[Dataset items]
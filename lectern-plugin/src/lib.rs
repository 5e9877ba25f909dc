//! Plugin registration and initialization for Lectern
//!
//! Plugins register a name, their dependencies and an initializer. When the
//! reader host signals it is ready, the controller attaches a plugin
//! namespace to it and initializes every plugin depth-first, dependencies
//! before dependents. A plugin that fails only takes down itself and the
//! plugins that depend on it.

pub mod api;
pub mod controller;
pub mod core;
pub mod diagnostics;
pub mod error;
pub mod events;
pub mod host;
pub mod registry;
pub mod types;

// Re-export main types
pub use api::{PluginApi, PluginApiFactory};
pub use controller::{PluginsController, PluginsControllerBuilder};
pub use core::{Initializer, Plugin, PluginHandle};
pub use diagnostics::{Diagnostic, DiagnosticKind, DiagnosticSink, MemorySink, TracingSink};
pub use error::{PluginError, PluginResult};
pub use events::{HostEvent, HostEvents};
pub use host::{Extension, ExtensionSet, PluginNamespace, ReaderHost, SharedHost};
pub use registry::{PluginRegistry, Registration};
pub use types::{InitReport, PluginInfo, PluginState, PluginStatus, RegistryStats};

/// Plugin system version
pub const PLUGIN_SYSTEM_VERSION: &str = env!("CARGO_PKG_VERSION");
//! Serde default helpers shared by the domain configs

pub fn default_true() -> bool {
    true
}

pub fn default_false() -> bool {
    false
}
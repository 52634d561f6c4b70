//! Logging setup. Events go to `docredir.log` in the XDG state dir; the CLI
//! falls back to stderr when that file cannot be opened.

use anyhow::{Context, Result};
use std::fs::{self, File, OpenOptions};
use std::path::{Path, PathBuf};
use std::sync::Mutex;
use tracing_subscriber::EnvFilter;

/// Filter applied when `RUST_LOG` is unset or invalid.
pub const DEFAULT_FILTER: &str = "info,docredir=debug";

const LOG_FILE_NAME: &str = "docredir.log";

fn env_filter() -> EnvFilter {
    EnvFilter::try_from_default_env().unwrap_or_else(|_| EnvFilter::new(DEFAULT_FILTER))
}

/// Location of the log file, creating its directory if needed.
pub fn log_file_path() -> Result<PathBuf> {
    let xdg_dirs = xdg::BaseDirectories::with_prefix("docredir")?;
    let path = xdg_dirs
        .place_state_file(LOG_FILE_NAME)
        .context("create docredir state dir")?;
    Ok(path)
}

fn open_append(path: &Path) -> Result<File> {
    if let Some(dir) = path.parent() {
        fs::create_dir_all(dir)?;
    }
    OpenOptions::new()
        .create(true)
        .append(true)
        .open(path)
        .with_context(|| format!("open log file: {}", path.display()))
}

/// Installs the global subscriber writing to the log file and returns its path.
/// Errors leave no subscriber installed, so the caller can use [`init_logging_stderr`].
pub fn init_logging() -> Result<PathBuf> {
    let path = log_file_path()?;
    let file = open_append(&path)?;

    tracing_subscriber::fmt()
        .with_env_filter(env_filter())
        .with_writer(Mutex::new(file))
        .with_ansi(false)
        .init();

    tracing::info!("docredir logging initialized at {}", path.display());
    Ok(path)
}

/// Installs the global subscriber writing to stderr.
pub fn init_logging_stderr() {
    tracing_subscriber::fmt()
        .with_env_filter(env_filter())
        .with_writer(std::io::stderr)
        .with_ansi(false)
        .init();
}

Task item:
Print out the records exactly as they were entered.

Solution for this problem:
filename lectern-plugin/src/lib.rs
repository 5e9877ba25f909dc
//! Plugin registration and initialization for Lectern
//!
//! Plugins register a name, their dependencies and an initializer. When the
//! reader host signals it is ready, the controller attaches a plugin
//! namespace to it and initializes every plugin depth-first, dependencies
//! before dependents. A plugin that fails only takes down itself and the
//! plugins that depend on it.

pub mod api;
pub mod controller;
pub mod core;
pub mod diagnostics;
pub mod error;
pub mod events;
pub mod host;
pub mod registry;
pub mod types;

// Re-export main types
pub use api::{PluginApi, PluginApiFactory};
pub use controller::{PluginsController, PluginsControllerBuilder};
pub use core::{Initializer, Plugin, PluginHandle};
pub use diagnostics::{Diagnostic, DiagnosticKind, DiagnosticSink, MemorySink, TracingSink};
pub use error::{PluginError, PluginResult};
pub use events::{HostEvent, HostEvents};
pub use host::{Extension, ExtensionSet, PluginNamespace, ReaderHost, SharedHost};
pub use registry::{PluginRegistry, Registration};
pub use types::{InitReport, PluginInfo, PluginState, PluginStatus, RegistryStats};

/// Plugin system version
pub const PLUGIN_SYSTEM_VERSION: &str = env!("CARGO_PKG_VERSION");
//! Serde default helpers shared by the domain configs

pub fn default_true() -> bool {
    true
}

pub fn default_false() -> bool {
    false
}
repository 52634d561f6c4b70
//! Logging setup. Events go to `docredir.log` in the XDG state dir; the CLI
//! falls back to stderr when that file cannot be opened.

use anyhow::{Context, Result};
use std::fs::{self, File, OpenOptions};
use std::path::{Path, PathBuf};
use std::sync::Mutex;
use tracing_subscriber::EnvFilter;

/// Filter applied when `RUST_LOG` is unset or invalid.
pub const DEFAULT_FILTER: &str = "info,docredir=debug";

const LOG_FILE_NAME: &str = "docredir.log";

fn env_filter() -> EnvFilter {
    EnvFilter::try_from_default_env().unwrap_or_else(|_| EnvFilter::new(DEFAULT_FILTER))
}

/// Location of the log file, creating its directory if needed.
pub fn log_file_path() -> Result<PathBuf> {
    let xdg_dirs = xdg::BaseDirectories::with_prefix("docredir")?;
    let path = xdg_dirs
        .place_state_file(LOG_FILE_NAME)
        .context("create docredir state dir")?;
    Ok(path)
}

fn open_append(path: &Path) -> Result<File> {
    if let Some(dir) = path.parent() {
        fs::create_dir_all(dir)?;
    }
    OpenOptions::new()
        .create(true)
        .append(true)
        .open(path)
        .with_context(|| format!("open log file: {}", path.display()))
}

/// Installs the global subscriber writing to the log file and returns its path.
/// Errors leave no subscriber installed, so the caller can use [`init_logging_stderr`].
pub fn init_logging() -> Result<PathBuf> {
    let path = log_file_path()?;
    let file = open_append(&path)?;

    tracing_subscriber::fmt()
        .with_env_filter(env_filter())
        .with_writer(Mutex::new(file))
        .with_ansi(false)
        .init();

    tracing::info!("docredir logging initialized at {}", path.display());
    Ok(path)
}

/// Installs the global subscriber writing to stderr.
pub fn init_logging_stderr() {
    tracing_subscriber::fmt()
        .with_env_filter(env_filter())
        .with_writer(std::io::stderr)
        .with_ansi(false)
        .init();
}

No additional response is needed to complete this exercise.